La Corte costituzionale, con la sentenza n. 536 del 27 dicembre 2002, ha dichiarato l'illegittimità costituzionale della legge regionale 7 febbraio 2002, n. 5 (Modifica dell'articolo 49 della legge regionale 29 luglio 1998 n. 23), con la quale si consentiva l'esercizio dell'attività venatoria fino al 28 febbraio.

La Corte, dopo aver precisato che l'articolo 117, secondo comma, lettera s) della Costituzione, esprime "una esigenza unitaria per ciò che concerne la tutela dell'ambiente e dell'ecosistema, ponendo un limite agli interventi a livello regionale che possono pregiudicare gli equilibri ambientali", e aver chiarito che la tutela dell'ambiente non può ritenersi una materia, essendo invece un "valore" costituzionalmente protetto, ha affermato che lo Stato, in funzione di quel valore, può dettare standard di tutela uniformi sull'intero territorio nazionale anche incidenti sulle competenze legislative regionali, ex articolo 117 della Costituzione.

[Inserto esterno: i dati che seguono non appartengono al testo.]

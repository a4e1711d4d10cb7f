//! Rendering Adapter: renderer-agnostic draw commands.
//!
//! # Invariants
//! - Renderers read a [`Frame`]; they never touch the frame loop or the camera.
//! - A frame clears first and keeps all model draws between `Begin3d` and
//!   `End3d`; overlay commands come after.
//!
//! Backends: [`DebugTextRenderer`] here for the CLI and tests, and the wgpu
//! renderer in `mazeview-render-wgpu`.

mod frame;
mod renderer;

pub use frame::{
    DrawCommand, Frame, INSTRUCTIONS, MinimapView, ModelId, SceneLayout, SceneModel, compose_frame,
};
pub use renderer::{DebugTextRenderer, Renderer};

pub fn crate_info() -> &'static str {
    "mazeview-render v0.1.0"
}
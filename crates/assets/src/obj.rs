use crate::{AssetError, MeshData};
use std::path::Path;

/// Load every mesh in a Wavefront OBJ file into one [`MeshData`].
///
/// Faces are triangulated and re-indexed so each vertex has a single index.
/// Vertices without normals get +Y, without texture coordinates (0, 0).
/// Materials referenced by the file are ignored; the diffuse texture comes
/// from the scene configuration.
pub fn load_obj(path: impl AsRef<Path>) -> Result<MeshData, AssetError> {
    let path = path.as_ref();
    let (models, materials) =
        tobj::load_obj(path, &tobj::GPU_LOAD_OPTIONS).map_err(|source| AssetError::Obj {
            path: path.to_path_buf(),
            source,
        })?;
    if let Err(e) = materials {
        tracing::debug!("ignoring materials of {}: {e}", path.display());
    }

    let mut mesh = MeshData::default();
    for model in &models {
        mesh.append(&convert(&model.mesh));
    }
    tracing::info!(
        "model {} loaded: {} meshes, {} vertices, {} triangles",
        path.display(),
        models.len(),
        mesh.vertex_count(),
        mesh.triangle_count()
    );
    Ok(mesh)
}

/// Like [`load_obj`], but logs the failure and returns an empty mesh.
pub fn load_obj_or_empty(path: impl AsRef<Path>) -> MeshData {
    load_obj(path).unwrap_or_else(|e| {
        tracing::warn!("{e}; the model will not be drawn");
        MeshData::default()
    })
}

fn convert(src: &tobj::Mesh) -> MeshData {
    let count = src.positions.len() / 3;
    let has_normals = src.normals.len() == src.positions.len();
    let has_uvs = src.texcoords.len() / 2 == count;

    let mut mesh = MeshData {
        positions: Vec::with_capacity(count),
        normals: Vec::with_capacity(count),
        uvs: Vec::with_capacity(count),
        indices: src.indices.clone(),
    };
    for i in 0..count {
        mesh.positions.push([
            src.positions[3 * i],
            src.positions[3 * i + 1],
            src.positions[3 * i + 2],
        ]);
        mesh.normals.push(if has_normals {
            [
                src.normals[3 * i],
                src.normals[3 * i + 1],
                src.normals[3 * i + 2],
            ]
        } else {
            [0.0, 1.0, 0.0]
        });
        // OBJ puts v = 0 at the bottom of the image.
        mesh.uvs.push(if has_uvs {
            [src.texcoords[2 * i], 1.0 - src.texcoords[2 * i + 1]]
        } else {
            [0.0, 0.0]
        });
    }
    mesh
}

#[cfg(test)]
mod tests {
    use super::*;

    const QUAD_OBJ: &str = "\
o quad
v 0.0 0.0 0.0
v 2.0 0.0 0.0
v 2.0 1.0 0.0
v 0.0 1.0 0.0
vt 0.0 0.0
vt 1.0 0.0
vt 1.0 1.0
vt 0.0 1.0
vn 0.0 0.0 1.0
f 1/1/1 2/2/1 3/3/1 4/4/1
";

    #[test]
    fn quad_is_triangulated() {
        let dir = tempfile::tempdir().unwrap();
        let path = dir.path().join("quad.obj");
        std::fs::write(&path, QUAD_OBJ).unwrap();

        let mesh = load_obj(&path).unwrap();
        assert_eq!(mesh.vertex_count(), 4);
        assert_eq!(mesh.triangle_count(), 2);
        assert!(mesh.normals.iter().all(|n| *n == [0.0, 0.0, 1.0]));
        let b = mesh.bounds().unwrap();
        assert_eq!(b.max.x, 2.0);
    }

    #[test]
    fn texture_v_is_flipped() {
        let dir = tempfile::tempdir().unwrap();
        let path = dir.path().join("quad.obj");
        std::fs::write(&path, QUAD_OBJ).unwrap();

        let mesh = load_obj(&path).unwrap();
        let origin = mesh
            .positions
            .iter()
            .position(|p| *p == [0.0, 0.0, 0.0])
            .unwrap();
        assert_eq!(mesh.uvs[origin], [0.0, 1.0]);
    }

    #[test]
    fn missing_normals_default_up() {
        let dir = tempfile::tempdir().unwrap();
        let path = dir.path().join("tri.obj");
        std::fs::write(&path, "v 0 0 0\nv 1 0 0\nv 0 0 1\nf 1 2 3\n").unwrap();

        let mesh = load_obj(&path).unwrap();
        assert_eq!(mesh.triangle_count(), 1);
        assert!(mesh.normals.iter().all(|n| *n == [0.0, 1.0, 0.0]));
        assert!(mesh.uvs.iter().all(|uv| *uv == [0.0, 0.0]));
    }

    #[test]
    fn missing_model_is_empty_fallback() {
        assert!(load_obj_or_empty("/nonexistent/castle.obj").is_empty());
        assert!(matches!(
            load_obj("/nonexistent/castle.obj"),
            Err(AssetError::Obj { .. })
        ));
    }
}
/// WGSL shader for textured static models.
///
/// Unlit: the diffuse texture multiplied by the per-draw tint.
pub const MODEL_SHADER: &str = r#"
struct Uniforms {
    view_proj: mat4x4<f32>,
};

@group(0) @binding(0)
var<uniform> uniforms: Uniforms;

@group(1) @binding(0)
var diffuse_texture: texture_2d<f32>;
@group(1) @binding(1)
var diffuse_sampler: sampler;

struct VertexInput {
    @location(0) position: vec3<f32>,
    @location(1) normal: vec3<f32>,
    @location(2) uv: vec2<f32>,
};

struct InstanceInput {
    @location(3) model_0: vec4<f32>,
    @location(4) model_1: vec4<f32>,
    @location(5) model_2: vec4<f32>,
    @location(6) model_3: vec4<f32>,
    @location(7) tint: vec4<f32>,
};

struct VertexOutput {
    @builtin(position) clip_position: vec4<f32>,
    @location(0) uv: vec2<f32>,
    @location(1) tint: vec4<f32>,
};

@vertex
fn vs_main(vertex: VertexInput, instance: InstanceInput) -> VertexOutput {
    let model = mat4x4<f32>(
        instance.model_0,
        instance.model_1,
        instance.model_2,
        instance.model_3,
    );
    let world_pos = model * vec4<f32>(vertex.position, 1.0);

    var out: VertexOutput;
    out.clip_position = uniforms.view_proj * world_pos;
    out.uv = vertex.uv;
    out.tint = instance.tint;
    return out;
}

@fragment
fn fs_main(in: VertexOutput) -> @location(0) vec4<f32> {
    let texel = textureSample(diffuse_texture, diffuse_sampler, in.uv);
    return texel * in.tint;
}
"#;
use glam::{Vec2, Vec3};
use serde::{Deserialize, Serialize};

/// How the camera projects the scene.
#[derive(Debug, Clone, Copy, PartialEq, Eq, Default, Serialize, Deserialize)]
#[serde(rename_all = "lowercase")]
pub enum Projection {
    #[default]
    Perspective,
    /// `fovy` is read as the height of the view volume in world units.
    Orthographic,
}

/// Pose and lens of the viewer camera.
#[derive(Debug, Clone, Copy, PartialEq, Serialize, Deserialize)]
#[serde(default)]
pub struct CameraState {
    pub position: Vec3,
    pub target: Vec3,
    pub up: Vec3,
    /// Vertical field of view in degrees.
    pub fovy: f32,
    pub projection: Projection,
}

impl Default for CameraState {
    fn default() -> Self {
        Self {
            position: Vec3::new(1.0, 0.5, 1.0),
            target: Vec3::new(0.0, 1.8, 0.0),
            up: Vec3::Y,
            fovy: 45.0,
            projection: Projection::Perspective,
        }
    }
}

impl CameraState {
    /// Position projected onto the ground plane as `(x, z)`.
    pub fn planar_position(&self) -> Vec2 {
        Vec2::new(self.position.x, self.position.z)
    }

    /// Move the camera to `position`, carrying the target along so the view
    /// direction is unchanged.
    pub fn translate_to(&mut self, position: Vec3) {
        let offset = position - self.position;
        self.position = position;
        self.target += offset;
    }
}

/// World placement of a static model: translation plus uniform scale.
#[derive(Debug, Clone, Copy, PartialEq, Serialize, Deserialize)]
pub struct Placement {
    pub position: Vec3,
    #[serde(default = "unit_scale")]
    pub scale: f32,
}

fn unit_scale() -> f32 {
    1.0
}

impl Default for Placement {
    fn default() -> Self {
        Self {
            position: Vec3::ZERO,
            scale: 1.0,
        }
    }
}

impl Placement {
    pub fn new(position: Vec3, scale: f32) -> Self {
        Self { position, scale }
    }
}

/// Integer cell coordinate in the collision grid (`x` = column, `y` = row).
#[derive(Debug, Clone, Copy, PartialEq, Eq, Hash, PartialOrd, Ord, Serialize, Deserialize)]
pub struct CellCoord {
    pub x: usize,
    pub y: usize,
}

impl CellCoord {
    pub fn new(x: usize, y: usize) -> Self {
        Self { x, y }
    }
}

/// 8-bit RGBA colour.
#[derive(Debug, Clone, Copy, PartialEq, Eq, Hash, Serialize, Deserialize)]
pub struct Color {
    pub r: u8,
    pub g: u8,
    pub b: u8,
    pub a: u8,
}

impl Color {
    pub const BLACK: Self = Self::rgb(0, 0, 0);
    pub const WHITE: Self = Self::rgb(255, 255, 255);
    pub const RED: Self = Self::rgb(230, 41, 55);
    pub const DARK_GRAY: Self = Self::rgb(80, 80, 80);

    pub const fn rgb(r: u8, g: u8, b: u8) -> Self {
        Self { r, g, b, a: 255 }
    }

    pub const fn rgba(r: u8, g: u8, b: u8, a: u8) -> Self {
        Self { r, g, b, a }
    }

    /// Components scaled to `0.0..=1.0`.
    pub fn to_f32_array(self) -> [f32; 4] {
        [
            self.r as f32 / 255.0,
            self.g as f32 / 255.0,
            self.b as f32 / 255.0,
            self.a as f32 / 255.0,
        ]
    }
}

Ora, afferma la Corte, sebbene la caccia rientri nella competenza esclusiva della Regione, nondimeno la relativa disciplina legislativa regionale, in base all'articolo 3, primo comma, dello Statuto, deve essere dettata nel rispetto dei "principi dell'ordinamento giuridico della Repubblica" e delle "norme fondamentali delle riforme economico-sociali della Repubblica", nonché degli "obblighi internazionali".

La circostanza che la recente riforma costituzionale si applichi anche alle regioni a statuto speciale, ove sia più favorevole all'autonomia, non implica, afferma ancora la Corte, che - qualora una materia attribuita dallo statuto speciale alla potestà regionale interferisca in tutto o in parte con un ambito ora spettante in forza del secondo comma dell'articolo 117 della Costituzione alla potestà esclusiva statale - la regione speciale possa disciplinare la materia (o parte di essa) riservata allo Stato senza dovere osservare i limiti statutari imposti alla competenza primaria delle Regioni, tra cui quelli derivanti dall'osservanza degli obblighi internazionali e delle norme fondamentali delle riforme economico-sociali.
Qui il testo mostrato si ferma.